An association colleague recently called me because her membership director is “freaking out” about their association’s retention rate.
The rate? 65%.
Which, if you look at data like that from Marketing General’s 2024 Membership Marketing Benchmarking Report above, is low, even for individual membership associations.
Average retention rate for IMOs = 79%
Median retention rate for IMOs = 82%
So 65% is bad, right? Terrible, even.
Cue membership director freak out.
My colleague and I talked about a bunch of potential reasons for this:
- They’re a secondary membership association, and their members have LOTS of other options.
- Relatedly, potential members have finite resource (dollars and time) to invest in association membership.
- They do a six-month check-in with new members to ask about their expectations and how the association is doing at meeting them, and regularly hear that their new members were looking for information on particular topics and haven’t found it, even though the association almost always offers AMPLE information on those exact topics.
- Relatedly, they’re concerned their systems are not user-friendly and are too complicated to navigate.
- In their industry, employers are clawing back money for professional development, including association memberships.
- Members may be coming in to learn about a particular topic, getting through everything the association has to offer on that topic in a year or two, and dropping membership.
We also talked about some possible remedies:
- Create a drip welcome campaign that introduces one benefit at a time with a clear call to action. And track who responds to what.
- Perform UX/UI testing at their upcoming annual meeting (they’re already planning to run member focus groups, so they just need some computers with keystroke logging software and a few monitors).
- Track member interests.
- Institute a regular reinstatement campaign, segmented by member interests, so that as they have new resources come available in interest areas, they can solicit lapsed members who are interested in that topic to rejoin.
And all that probably will help.
But I did leave her with one question to ponder: What’s “normal” for you?
To put it another way: Is 82% a good retention rate?
Now, obviously, for my friend, that would be OUTSTANDING. But if your normal retention rate is 97%, like another association colleague I was recently speaking with, not so much.

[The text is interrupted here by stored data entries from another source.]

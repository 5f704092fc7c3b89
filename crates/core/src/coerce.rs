//! The coercion engine: one raw cell value into one target type.
//!
//! Strategies are tried in a fixed order and the first applicable one is
//! final:
//!
//! 1. nullable unwrap (blank is absent, anything else recurses on the inner type)
//! 2. enum resolution by member name
//! 3. collection resolution (bare `1,2,3` is framed as `[1,2,3]` and parsed)
//! 4. direct scalar conversion
//! 5. constructor fallback, keyed by the source's own kind
//! 6. structured (JSON) fallback
//!
//! Steps 5 and 6 only run after a step-4 [`ConversionError`].

use crate::error::{CoerceError, ConversionError, ConversionKind};
use crate::structured::parse_structured;
use crate::target::{ConstructError, CustomShape, EnumType, PrimitiveType, TargetType};
use crate::value::Value;
use rowcast_sheet::CellValue;

/// Coerce one cell value into `target`.
///
/// # Examples
///
/// ```
/// use rowcast_core::{coerce_value, PrimitiveType, TargetType, Value};
/// use rowcast_sheet::CellValue;
///
/// let ints = TargetType::list(PrimitiveType::I32.into());
/// let value = coerce_value(&CellValue::text("1,2,3"), &ints).unwrap();
/// assert_eq!(value, Value::List(vec![Value::Int(1), Value::Int(2), Value::Int(3)]));
/// ```
pub fn coerce_value(value: &CellValue, target: &TargetType) -> Result<Value, CoerceError> {
    match target {
        TargetType::Nullable(inner) => {
            if value.is_blank() {
                Ok(Value::Null)
            } else {
                coerce_value(value, inner)
            }
        }
        TargetType::Enum(enum_type) => resolve_enum(value, enum_type),
        TargetType::Collection(_) => resolve_collection(value, target),
        _ => convert_with_fallback(value, target),
    }
}

fn resolve_enum(value: &CellValue, enum_type: &EnumType) -> Result<Value, CoerceError> {
    let enum_parse = |name: &str| CoerceError::EnumParse {
        name: name.to_string(),
        enum_type: enum_type.name.clone(),
    };

    if value.is_blank() {
        return Err(enum_parse(""));
    }
    let text = value.to_text();
    let name = text.trim();
    enum_type.member(name).ok_or_else(|| enum_parse(name))
}

fn resolve_collection(value: &CellValue, target: &TargetType) -> Result<Value, CoerceError> {
    let text = value.to_text();
    let trimmed = text.trim();
    let framed = if trimmed.starts_with('[') || trimmed.starts_with('{') {
        trimmed.to_string()
    } else {
        format!("[{trimmed}]")
    };
    parse_structured(&framed, target)
}

fn convert_with_fallback(value: &CellValue, target: &TargetType) -> Result<Value, CoerceError> {
    let conversion_error = match convert_direct(value, target) {
        Ok(converted) => return Ok(converted),
        Err(err) => err,
    };
    tracing::trace!(error = %conversion_error, "direct conversion failed, trying fallbacks");

    let mut constructor_failure = None;
    if let TargetType::Custom(custom) = target {
        if let Some(constructor) = custom.constructor_for(value.kind()) {
            match constructor.invoke(value) {
                Ok(constructed) => return Ok(constructed),
                Err(ConstructError::Conversion(err)) => constructor_failure = Some(err),
                Err(ConstructError::Other(message)) => {
                    return Err(CoerceError::Constructor {
                        target_type: custom.name.clone(),
                        message,
                    });
                }
            }
        }
        if matches!(custom.shape, CustomShape::Abstract) {
            return Err(conversion_error.into());
        }
    }

    let text = value.to_text();
    parse_structured(&text, target).map_err(|err| match err {
        CoerceError::StructuredParse {
            text,
            target_type,
            message,
            ..
        } => CoerceError::StructuredParse {
            text,
            target_type,
            message,
            cause: Some(conversion_error),
            constructor_failure,
        },
        other => other,
    })
}

/// Direct scalar conversion (strategy 4).
///
/// A blank source yields the target's default value without conversion.
pub fn convert_direct(value: &CellValue, target: &TargetType) -> Result<Value, ConversionError> {
    if value.is_blank() {
        return Ok(target.default_value());
    }
    match target {
        TargetType::Primitive(p) => convert_primitive(value, *p),
        _ => Err(ConversionError::new(
            value.to_text(),
            target.to_string(),
            ConversionKind::InvalidCast,
        )),
    }
}

fn convert_primitive(value: &CellValue, p: PrimitiveType) -> Result<Value, ConversionError> {
    let fail = |kind| ConversionError::new(value.to_text(), p.name(), kind);

    if let Some((min, max)) = p.int_bounds() {
        let n = match value {
            CellValue::Number(n) if !n.is_finite() => return Err(fail(ConversionKind::Argument)),
            CellValue::Number(n) => {
                number_to_integer(*n).ok_or_else(|| fail(ConversionKind::Overflow))?
            }
            CellValue::Text(s) => parse_integer(s).map_err(fail)?,
            CellValue::Boolean(b) => i128::from(*b),
            CellValue::Blank => 0,
        };
        if n < min || n > max {
            return Err(fail(ConversionKind::Overflow));
        }
        return Ok(if min < 0 {
            Value::Int(n as i64)
        } else {
            Value::UInt(n as u64)
        });
    }

    match (p, value) {
        (PrimitiveType::String, _) => Ok(Value::String(value.to_text())),
        (PrimitiveType::Bool, CellValue::Boolean(b)) => Ok(Value::Bool(*b)),
        (PrimitiveType::Bool, CellValue::Number(n)) => Ok(Value::Bool(*n != 0.0)),
        (PrimitiveType::Bool, CellValue::Text(s)) => {
            let s = s.trim();
            if s.eq_ignore_ascii_case("true") {
                Ok(Value::Bool(true))
            } else if s.eq_ignore_ascii_case("false") {
                Ok(Value::Bool(false))
            } else {
                Err(fail(ConversionKind::Format))
            }
        }
        (PrimitiveType::F32 | PrimitiveType::F64, _) => {
            let f = match value {
                CellValue::Number(n) => *n,
                CellValue::Text(s) => s
                    .trim()
                    .parse::<f64>()
                    .map_err(|_| fail(ConversionKind::Format))?,
                CellValue::Boolean(b) => f64::from(u8::from(*b)),
                CellValue::Blank => 0.0,
            };
            Ok(if p == PrimitiveType::F32 {
                Value::Float(f64::from(f as f32))
            } else {
                Value::Float(f)
            })
        }
        (PrimitiveType::Char, CellValue::Text(s)) => {
            let mut chars = s.chars();
            match (chars.next(), chars.next()) {
                (Some(c), None) => Ok(Value::Char(c)),
                _ => Err(fail(ConversionKind::Format)),
            }
        }
        _ => Err(fail(ConversionKind::InvalidCast)),
    }
}

/// Round half to even, as spreadsheet runtimes do when narrowing doubles.
fn number_to_integer(n: f64) -> Option<i128> {
    let rounded = n.round_ties_even();
    if rounded.abs() >= 1.0e38 {
        return None;
    }
    Some(rounded as i128)
}

fn parse_integer(s: &str) -> Result<i128, ConversionKind> {
    let s = s.trim();
    s.parse::<i128>().map_err(|_| {
        let digits = s.strip_prefix(['-', '+']).unwrap_or(s);
        if !digits.is_empty() && digits.bytes().all(|b| b.is_ascii_digit()) {
            ConversionKind::Overflow
        } else {
            ConversionKind::Format
        }
    })
}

This illustrates the importance of benchmarking AGAINST YOURSELF. You need to know what’s normal for your association, not just the industry as a whole, so you know what are reasonable goals to set for your team (if your normal retention rate if 65%, it is not reasonable to set a goal of 80% for next year – try 67%), when to celebrate success (if my friend’s association gets to 67% next year), and when to be worried (if you’re like my other colleague, and retention drops to 92%).